» **Exercise data**
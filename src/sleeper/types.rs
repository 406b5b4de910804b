//! Serde models for the Sleeper API payloads this tool consumes.

use crate::cli::types::{LeagueId, OwnerId, PlayerId, Season, UserId};
use serde::{de::Error, Deserialize, Deserializer, Serialize};
use std::collections::HashMap;

/// Sleeper sends season years as strings ("2024"); parse them into [`Season`].
fn de_season_str<'de, D>(deserializer: D) -> Result<Season, D::Error>
where
    D: Deserializer<'de>,
{
    let raw: String = Deserialize::deserialize(deserializer)?;
    raw.parse::<u16>().map(Season::new).map_err(D::Error::custom)
}

/// User record from `/user/{username}`.
#[derive(Debug, Clone, Deserialize)]
pub struct SleeperUser {
    pub user_id: UserId,
    #[serde(default)]
    pub display_name: Option<String>,
    #[serde(default)]
    pub username: Option<String>,
}

/// League record from `/league/{league_id}` or `/user/{id}/leagues/nfl/{season}`.
///
/// `previous_league_id` is the backward link the history resolver walks.
#[derive(Debug, Clone, Deserialize)]
pub struct League {
    pub league_id: LeagueId,
    #[serde(default)]
    pub name: Option<String>,
    #[serde(deserialize_with = "de_season_str")]
    pub season: Season,
    #[serde(default)]
    pub previous_league_id: Option<LeagueId>,
}

/// Draft record from `/league/{league_id}/drafts`.
#[derive(Debug, Clone, Deserialize)]
pub struct Draft {
    pub draft_id: String,
}

/// A single pick from `/draft/{draft_id}/picks`.
///
/// `player_id` is null for skipped/forfeited picks.
#[derive(Debug, Clone, Deserialize)]
pub struct DraftPick {
    #[serde(default)]
    pub player_id: Option<PlayerId>,
}

/// One roster's side of a matchup, from `/league/{league_id}/matchups/{week}`.
#[derive(Debug, Clone, Deserialize)]
pub struct Matchup {
    pub roster_id: u32,
    #[serde(default)]
    pub players: Option<Vec<PlayerId>>,
}

/// Roster record from `/league/{league_id}/rosters`.
#[derive(Debug, Clone, Deserialize)]
pub struct Roster {
    pub roster_id: u32,
    #[serde(default)]
    pub owner_id: Option<OwnerId>,
    #[serde(default)]
    pub players: Option<Vec<PlayerId>>,
}

impl Roster {
    /// Owner of this roster, or a synthetic id for orphaned rosters.
    pub fn owner_or_synthetic(&self) -> OwnerId {
        self.owner_id
            .clone()
            .unwrap_or_else(|| OwnerId::new(format!("roster-{}", self.roster_id)))
    }
}

/// League member from `/league/{league_id}/users`.
#[derive(Debug, Clone, Deserialize)]
pub struct LeagueUser {
    pub user_id: OwnerId,
    #[serde(default)]
    pub display_name: Option<String>,
    #[serde(default)]
    pub username: Option<String>,
}

impl LeagueUser {
    /// Best available display name for this member.
    pub fn name(&self) -> &str {
        self.display_name
            .as_deref()
            .or(self.username.as_deref())
            .unwrap_or_else(|| self.user_id.as_str())
    }
}

/// Entry in the full player database from `/players/nfl`.
#[derive(Debug, Clone, Default, Serialize, Deserialize)]
pub struct PlayerInfo {
    #[serde(default)]
    pub first_name: Option<String>,
    #[serde(default)]
    pub last_name: Option<String>,
    #[serde(default)]
    pub position: Option<String>,
    #[serde(default)]
    pub team: Option<String>,
}

/// The full player database, keyed by player id.
pub type PlayerMap = HashMap<PlayerId, PlayerInfo>;

impl PlayerInfo {
    /// "First Last" for the player, with the team-defense fallback.
    ///
    /// Team defenses have no name or position; render them as "SF DEF".
    pub fn full_name(&self, player_id: &PlayerId) -> String {
        if self.first_name.is_none() && self.position.is_none() {
            if let Some(team) = &self.team {
                return format!("{} DEF", team);
            }
        }

        let name = format!(
            "{} {}",
            self.first_name.as_deref().unwrap_or(""),
            self.last_name.as_deref().unwrap_or(""),
        );
        let name = name.trim();
        if name.is_empty() {
            player_id.to_string()
        } else {
            name.to_string()
        }
    }

    /// Position label, "DEF" for team defenses, empty if unknown.
    pub fn position_label(&self) -> &str {
        match self.position.as_deref() {
            Some(pos) => pos,
            None if self.team.is_some() && self.first_name.is_none() => "DEF",
            None => "",
        }
    }
}
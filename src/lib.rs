//! Sleeper Player Tenure CLI Library
//!
//! Computes, for a Sleeper dynasty fantasy-football league, how many
//! consecutive seasons each player has been kept: on a week-1 roster
//! without being re-drafted or re-acquired from waivers/free agency.
//!
//! ## How it works
//!
//! 1. **History resolution** — the league's `previous_league_id` chain is
//!    walked backward to the earliest season, producing an ordered list of
//!    season/league pairs.
//! 2. **Tenure replay** — each season's draft picks and week-1 rosters are
//!    fetched and replayed oldest-first through a pure state machine that
//!    tracks a per-player keeper counter. Drafting always resets a
//!    counter; an uninterrupted roster stay increments it once per season;
//!    dropping out of the league resets it.
//!
//! Counters are rebuilt from scratch on every run; the only local state is
//! a 24-hour file cache of the Sleeper player database used to render
//! names.
//!
//! ## Quick Start
//!
//! ```rust,no_run
//! use sleeper_tenure::{commands::compute_league_tenure, sleeper::SleeperClient, LeagueId};
//!
//! # async fn example() -> sleeper_tenure::Result<()> {
//! let client = SleeperClient::new();
//! let rows = compute_league_tenure(&client, &LeagueId::new("987654321"), false).await?;
//! for row in rows {
//!     println!("{} kept {} seasons", row.player, row.tenure);
//! }
//! # Ok(())
//! # }
//! ```

pub mod cli;
pub mod commands;
pub mod core;
pub mod error;
pub mod sleeper;
pub mod tenure;

// Re-export commonly used types
pub use cli::types::{LeagueId, OwnerId, PlayerId, Season, UserId};
pub use error::{Result, TenureError};
pub use tenure::{compute_tenure, SeasonRecords, TenureRow};
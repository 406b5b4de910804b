use super::*;

fn season(
    year: u16,
    drafted: &[&str],
    rostered: &[(&str, &str)],
) -> SeasonRecords {
    SeasonRecords {
        season: Season::new(year),
        drafted: drafted.iter().map(|p| PlayerId::new(*p)).collect(),
        rostered: rostered
            .iter()
            .map(|(p, o)| (PlayerId::new(*p), OwnerId::new(*o)))
            .collect(),
    }
}

fn tenure_of(rows: &[TenureRow], player: &str) -> Option<u32> {
    rows.iter()
        .find(|r| r.player == PlayerId::new(player))
        .map(|r| r.tenure)
}

#[test]
fn test_scenario_a_drafted_then_kept_three_seasons() {
    // Drafted 2022, rostered (not drafted) 2023-2025 by the same team.
    let seasons = vec![
        season(2022, &["p1"], &[("p1", "alice")]),
        season(2023, &[], &[("p1", "alice")]),
        season(2024, &[], &[("p1", "alice")]),
        season(2025, &[], &[("p1", "alice")]),
    ];

    let rows = compute_tenure(&seasons);
    assert_eq!(tenure_of(&rows, "p1"), Some(3));
    assert_eq!(rows[0].streak_started, Some(Season::new(2022)));
}

#[test]
fn test_scenario_b_dropped_year_resets_streak() {
    // Drafted 2022, kept 2023, absent 2024, waiver add 2025.
    let seasons = vec![
        season(2022, &["p1"], &[("p1", "alice")]),
        season(2023, &[], &[("p1", "alice")]),
        season(2024, &[], &[]),
        season(2025, &[], &[("p1", "bob")]),
    ];

    let rows = compute_tenure(&seasons);
    // Tenure is 0 in 2025, so the player is filtered from the output.
    assert_eq!(tenure_of(&rows, "p1"), None);
}

#[test]
fn test_scenario_c_redraft_resets_mid_streak() {
    // Rostered continuously 2022-2025 but drafted again in 2024.
    let seasons = vec![
        season(2022, &["p1"], &[("p1", "alice")]),
        season(2023, &[], &[("p1", "alice")]),
        season(2024, &["p1"], &[("p1", "alice")]),
        season(2025, &[], &[("p1", "alice")]),
    ];

    let rows = compute_tenure(&seasons);
    assert_eq!(tenure_of(&rows, "p1"), Some(1));
    assert_eq!(rows[0].streak_started, Some(Season::new(2024)));
}

#[test]
fn test_scenario_d_empty_season_resets_previously_kept() {
    let seasons = vec![
        season(2022, &["p1"], &[("p1", "alice")]),
        season(2023, &[], &[("p1", "alice")]),
        season(2024, &[], &[]),
        season(2025, &[], &[("p2", "alice")]),
    ];

    let rows = compute_tenure(&seasons);
    // p1 reset to 0 by the empty 2024 season and never re-rostered.
    assert_eq!(tenure_of(&rows, "p1"), None);
    // p2 is a fresh baseline, also filtered.
    assert!(rows.is_empty());
}

#[test]
fn test_draft_dominates_roster_presence() {
    // Drafted and rostered in the same season: drafting wins, counter is 0.
    let seasons = vec![
        season(2023, &["p1"], &[("p1", "alice")]),
        season(2024, &["p1"], &[("p1", "alice")]),
    ];

    let rows = compute_tenure(&seasons);
    assert_eq!(tenure_of(&rows, "p1"), None);
}

#[test]
fn test_waiver_add_baselines_then_increments() {
    // First-ever appearance without a draft: 0 that season, 1 the next.
    let seasons = vec![
        season(2024, &[], &[("p1", "alice")]),
        season(2025, &[], &[("p1", "alice")]),
    ];

    let rows = compute_tenure(&seasons);
    assert_eq!(tenure_of(&rows, "p1"), Some(1));
    assert_eq!(rows[0].streak_started, Some(Season::new(2024)));
}

#[test]
fn test_monotonic_increment_by_one_per_season() {
    let mut seasons = vec![season(2018, &["p1"], &[("p1", "alice")])];
    for year in 2019..=2025 {
        seasons.push(season(year, &[], &[("p1", "alice")]));
    }

    for n in 1..seasons.len() {
        let rows = compute_tenure(&seasons[..=n]);
        assert_eq!(tenure_of(&rows, "p1"), Some(n as u32));
    }
}

#[test]
fn test_output_excludes_zero_tenure_and_non_rostered() {
    let seasons = vec![
        season(2024, &["p1", "p2"], &[("p1", "alice"), ("p2", "bob")]),
        // p1 kept, p2 dropped, p3 drafted fresh.
        season(2025, &["p3"], &[("p1", "alice"), ("p3", "bob")]),
    ];

    let rows = compute_tenure(&seasons);
    assert_eq!(rows.len(), 1);
    assert_eq!(rows[0].player, PlayerId::new("p1"));
    assert_eq!(rows[0].tenure, 1);
}

#[test]
fn test_result_ordering_owner_asc_then_tenure_desc() {
    let seasons = vec![
        season(
            2022,
            &["a1", "b1"],
            &[("a1", "alice"), ("b1", "bob")],
        ),
        season(
            2023,
            &["a2", "b2"],
            &[
                ("a1", "alice"),
                ("a2", "alice"),
                ("b1", "bob"),
                ("b2", "bob"),
            ],
        ),
        season(
            2024,
            &[],
            &[
                ("a1", "alice"),
                ("a2", "alice"),
                ("b1", "bob"),
                ("b2", "bob"),
            ],
        ),
    ];

    let rows = compute_tenure(&seasons);
    let keyed: Vec<(&str, u32)> = rows
        .iter()
        .map(|r| (r.owner.as_str(), r.tenure))
        .collect();
    assert_eq!(
        keyed,
        vec![("alice", 2), ("alice", 1), ("bob", 2), ("bob", 1)]
    );
}

#[test]
fn test_ownership_change_does_not_reset() {
    // Traded players keep their streak: the rule only looks at draft and
    // roster membership, not which team holds the player.
    let seasons = vec![
        season(2023, &["p1"], &[("p1", "alice")]),
        season(2024, &[], &[("p1", "bob")]),
        season(2025, &[], &[("p1", "bob")]),
    ];

    let rows = compute_tenure(&seasons);
    assert_eq!(tenure_of(&rows, "p1"), Some(2));
    assert_eq!(rows[0].owner, OwnerId::new("bob"));
}

#[test]
fn test_determinism() {
    let seasons = vec![
        season(2022, &["p1", "p2"], &[("p1", "alice"), ("p2", "bob")]),
        season(2023, &["p3"], &[("p1", "alice"), ("p3", "bob")]),
        season(2024, &[], &[("p1", "alice"), ("p3", "bob")]),
    ];

    let first = compute_tenure(&seasons);
    for _ in 0..10 {
        assert_eq!(compute_tenure(&seasons), first);
    }
}

#[test]
fn test_empty_history_yields_no_rows() {
    assert!(compute_tenure(&[]).is_empty());
}

#[test]
fn test_single_season_yields_no_rows() {
    // Everyone in season one was drafted or freshly added: all counters 0.
    let seasons = vec![season(2025, &["p1"], &[("p1", "alice"), ("p2", "bob")])];
    assert!(compute_tenure(&seasons).is_empty());
}
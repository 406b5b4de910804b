//! Command implementations for the Sleeper tenure CLI.

pub mod output;
pub mod tenure;

pub use tenure::{compute_league_tenure, handle_tenure, select_league, TenureParams};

» **Task details**
Among the records above, repeat exactly the line with "pub fn full_name(&self, player_id: &PlayerId)", the line with "name.to_string()", and every line in between, and only those.

» **Result of this task**
    pub fn full_name(&self, player_id: &PlayerId) -> String {
        if self.first_name.is_none() && self.position.is_none() {
            if let Some(team) = &self.team {
                return format!("{} DEF", team);
            }
        }

        let name = format!(
            "{} {}",
            self.first_name.as_deref().unwrap_or(""),
            self.last_name.as_deref().unwrap_or(""),
        );
        let name = name.trim();
        if name.is_empty() {
            player_id.to_string()
        } else {
            name.to_string()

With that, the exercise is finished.